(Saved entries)
*-*-*
use rand::{Rng, SeedableRng};
use rand_chacha::ChaCha20Rng;
use rand_distr::{Distribution, Normal};
use serde::{Deserialize, Serialize};
use thiserror::Error;

#[derive(Clone, Copy, Debug, PartialEq, Eq, Serialize, Deserialize)]
#[serde(rename_all = "snake_case")]
pub enum NoiseMechanism {
    Laplace,
    Gaussian,
}

/// Calibrated noise for one query. `scale` is the Laplace scale `b` or the
/// Gaussian standard deviation `sigma`, depending on `mechanism`.
#[derive(Clone, Copy, Debug, PartialEq, Serialize, Deserialize)]
pub struct NoiseParameters {
    pub mechanism: NoiseMechanism,
    pub scale: f64,
    pub sensitivity: f64,
    pub epsilon: f64,
    pub delta: f64,
}

#[derive(Debug, Error, Clone, PartialEq)]
pub enum NoiseError {
    #[error("epsilon must be a positive finite number, got {0}")]
    InvalidEpsilon(f64),
    #[error("delta must be within [0, 1), got {0}")]
    InvalidDelta(f64),
    #[error("sensitivity must be a positive finite number, got {0}")]
    InvalidSensitivity(f64),
    #[error("the laplace mechanism is pure epsilon-DP and requires delta == 0, got {delta}")]
    InvalidMechanismForDelta { delta: f64 },
    #[error("the analytic gaussian bound needs epsilon in (0, 1) and delta > 0, got epsilon {epsilon}, delta {delta}")]
    EpsilonOutOfSupportedRange { epsilon: f64, delta: f64 },
}

/// Noise scale for a query with the given L1 (Laplace) or L2 (Gaussian)
/// sensitivity.
///
/// Laplace: `b = sensitivity / epsilon`, delta must be zero.
/// Gaussian: `sigma = sensitivity * sqrt(2 ln(1.25 / delta)) / epsilon`,
/// valid for `epsilon < 1` only.
pub fn calibrate(
    mechanism: NoiseMechanism,
    sensitivity: f64,
    epsilon: f64,
    delta: f64,
) -> Result<NoiseParameters, NoiseError> {
    if !(sensitivity.is_finite() && sensitivity > 0.0) {
        return Err(NoiseError::InvalidSensitivity(sensitivity));
    }
    if !(epsilon.is_finite() && epsilon > 0.0) {
        return Err(NoiseError::InvalidEpsilon(epsilon));
    }
    if !(0.0..1.0).contains(&delta) {
        return Err(NoiseError::InvalidDelta(delta));
    }
    let scale = match mechanism {
        NoiseMechanism::Laplace => {
            if delta != 0.0 {
                return Err(NoiseError::InvalidMechanismForDelta { delta });
            }
            sensitivity / epsilon
        }
        NoiseMechanism::Gaussian => {
            if epsilon >= 1.0 || delta == 0.0 {
                return Err(NoiseError::EpsilonOutOfSupportedRange { epsilon, delta });
            }
            sensitivity * (2.0 * (1.25 / delta).ln()).sqrt() / epsilon
        }
    };
    Ok(NoiseParameters {
        mechanism,
        scale,
        sensitivity,
        epsilon,
        delta,
    })
}

/// Deterministic noise source. Equal seeds give equal draws, which keeps
/// released statistics replay-stable.
pub struct NoiseSampler {
    rng: ChaCha20Rng,
}

impl NoiseSampler {
    pub fn from_seed(seed: [u8; 32]) -> Self {
        Self {
            rng: ChaCha20Rng::from_seed(seed),
        }
    }

    /// Seeds from the blake3 keyed hash of `material`, so the stream is
    /// reproducible only for holders of `key`.
    pub fn keyed(key: &[u8; 32], material: impl AsRef<[u8]>) -> Self {
        Self::from_seed(*blake3::keyed_hash(key, material.as_ref()).as_bytes())
    }

    pub fn sample(&mut self, params: &NoiseParameters) -> f64 {
        match params.mechanism {
            NoiseMechanism::Laplace => self.laplace(params.scale),
            NoiseMechanism::Gaussian => match Normal::new(0.0, params.scale) {
                Ok(normal) => normal.sample(&mut self.rng),
                // calibrate never yields a non-finite sigma
                Err(_) => 0.0,
            },
        }
    }

    pub fn perturb(&mut self, value: f64, params: &NoiseParameters) -> f64 {
        value + self.sample(params)
    }

    /// Inverse-CDF Laplace draw with location 0.
    fn laplace(&mut self, scale: f64) -> f64 {
        let u: f64 = self.rng.gen_range(-0.5..0.5);
        -scale * u.signum() * (1.0 - 2.0 * u.abs()).max(f64::MIN_POSITIVE).ln()
    }
}

impl std::fmt::Debug for NoiseSampler {
    fn fmt(&self, f: &mut std::fmt::Formatter<'_>) -> std::fmt::Result {
        f.debug_struct("NoiseSampler").finish_non_exhaustive()
    }
}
*-*-*
The full set of records, transcribed exactly, is the answer.

use rand::{Rng, SeedableRng};
use rand_chacha::ChaCha20Rng;
use rand_distr::{Distribution, Normal};
use serde::{Deserialize, Serialize};
use thiserror::Error;

#[derive(Clone, Copy, Debug, PartialEq, Eq, Serialize, Deserialize)]
#[serde(rename_all = "snake_case")]
pub enum NoiseMechanism {
    Laplace,
    Gaussian,
}

/// Calibrated noise for one query. `scale` is the Laplace scale `b` or the
/// Gaussian standard deviation `sigma`, depending on `mechanism`.
#[derive(Clone, Copy, Debug, PartialEq, Serialize, Deserialize)]
pub struct NoiseParameters {
    pub mechanism: NoiseMechanism,
    pub scale: f64,
    pub sensitivity: f64,
    pub epsilon: f64,
    pub delta: f64,
}

#[derive(Debug, Error, Clone, PartialEq)]
pub enum NoiseError {
    #[error("epsilon must be a positive finite number, got {0}")]
    InvalidEpsilon(f64),
    #[error("delta must be within [0, 1), got {0}")]
    InvalidDelta(f64),
    #[error("sensitivity must be a positive finite number, got {0}")]
    InvalidSensitivity(f64),
    #[error("the laplace mechanism is pure epsilon-DP and requires delta == 0, got {delta}")]
    InvalidMechanismForDelta { delta: f64 },
    #[error("the analytic gaussian bound needs epsilon in (0, 1) and delta > 0, got epsilon {epsilon}, delta {delta}")]
    EpsilonOutOfSupportedRange { epsilon: f64, delta: f64 },
}

/// Noise scale for a query with the given L1 (Laplace) or L2 (Gaussian)
/// sensitivity.
///
/// Laplace: `b = sensitivity / epsilon`, delta must be zero.
/// Gaussian: `sigma = sensitivity * sqrt(2 ln(1.25 / delta)) / epsilon`,
/// valid for `epsilon < 1` only.
pub fn calibrate(
    mechanism: NoiseMechanism,
    sensitivity: f64,
    epsilon: f64,
    delta: f64,
) -> Result<NoiseParameters, NoiseError> {
    if !(sensitivity.is_finite() && sensitivity > 0.0) {
        return Err(NoiseError::InvalidSensitivity(sensitivity));
    }
    if !(epsilon.is_finite() && epsilon > 0.0) {
        return Err(NoiseError::InvalidEpsilon(epsilon));
    }
    if !(0.0..1.0).contains(&delta) {
        return Err(NoiseError::InvalidDelta(delta));
    }
    let scale = match mechanism {
        NoiseMechanism::Laplace => {
            if delta != 0.0 {
                return Err(NoiseError::InvalidMechanismForDelta { delta });
            }
            sensitivity / epsilon
        }
        NoiseMechanism::Gaussian => {
            if epsilon >= 1.0 || delta == 0.0 {
                return Err(NoiseError::EpsilonOutOfSupportedRange { epsilon, delta });
            }
            sensitivity * (2.0 * (1.25 / delta).ln()).sqrt() / epsilon
        }
    };
    Ok(NoiseParameters {
        mechanism,
        scale,
        sensitivity,
        epsilon,
        delta,
    })
}

/// Deterministic noise source. Equal seeds give equal draws, which keeps
/// released statistics replay-stable.
pub struct NoiseSampler {
    rng: ChaCha20Rng,
}

impl NoiseSampler {
    pub fn from_seed(seed: [u8; 32]) -> Self {
        Self {
            rng: ChaCha20Rng::from_seed(seed),
        }
    }

    /// Seeds from the blake3 keyed hash of `material`, so the stream is
    /// reproducible only for holders of `key`.
    pub fn keyed(key: &[u8; 32], material: impl AsRef<[u8]>) -> Self {
        Self::from_seed(*blake3::keyed_hash(key, material.as_ref()).as_bytes())
    }

    pub fn sample(&mut self, params: &NoiseParameters) -> f64 {
        match params.mechanism {
            NoiseMechanism::Laplace => self.laplace(params.scale),
            NoiseMechanism::Gaussian => match Normal::new(0.0, params.scale) {
                Ok(normal) => normal.sample(&mut self.rng),
                // calibrate never yields a non-finite sigma
                Err(_) => 0.0,
            },
        }
    }

    pub fn perturb(&mut self, value: f64, params: &NoiseParameters) -> f64 {
        value + self.sample(params)
    }

    /// Inverse-CDF Laplace draw with location 0.
    fn laplace(&mut self, scale: f64) -> f64 {
        let u: f64 = self.rng.gen_range(-0.5..0.5);
        -scale * u.signum() * (1.0 - 2.0 * u.abs()).max(f64::MIN_POSITIVE).ln()
    }
}

impl std::fmt::Debug for NoiseSampler {
    fn fmt(&self, f: &mut std::fmt::Formatter<'_>) -> std::fmt::Result {
        f.debug_struct("NoiseSampler").finish_non_exhaustive()
    }
}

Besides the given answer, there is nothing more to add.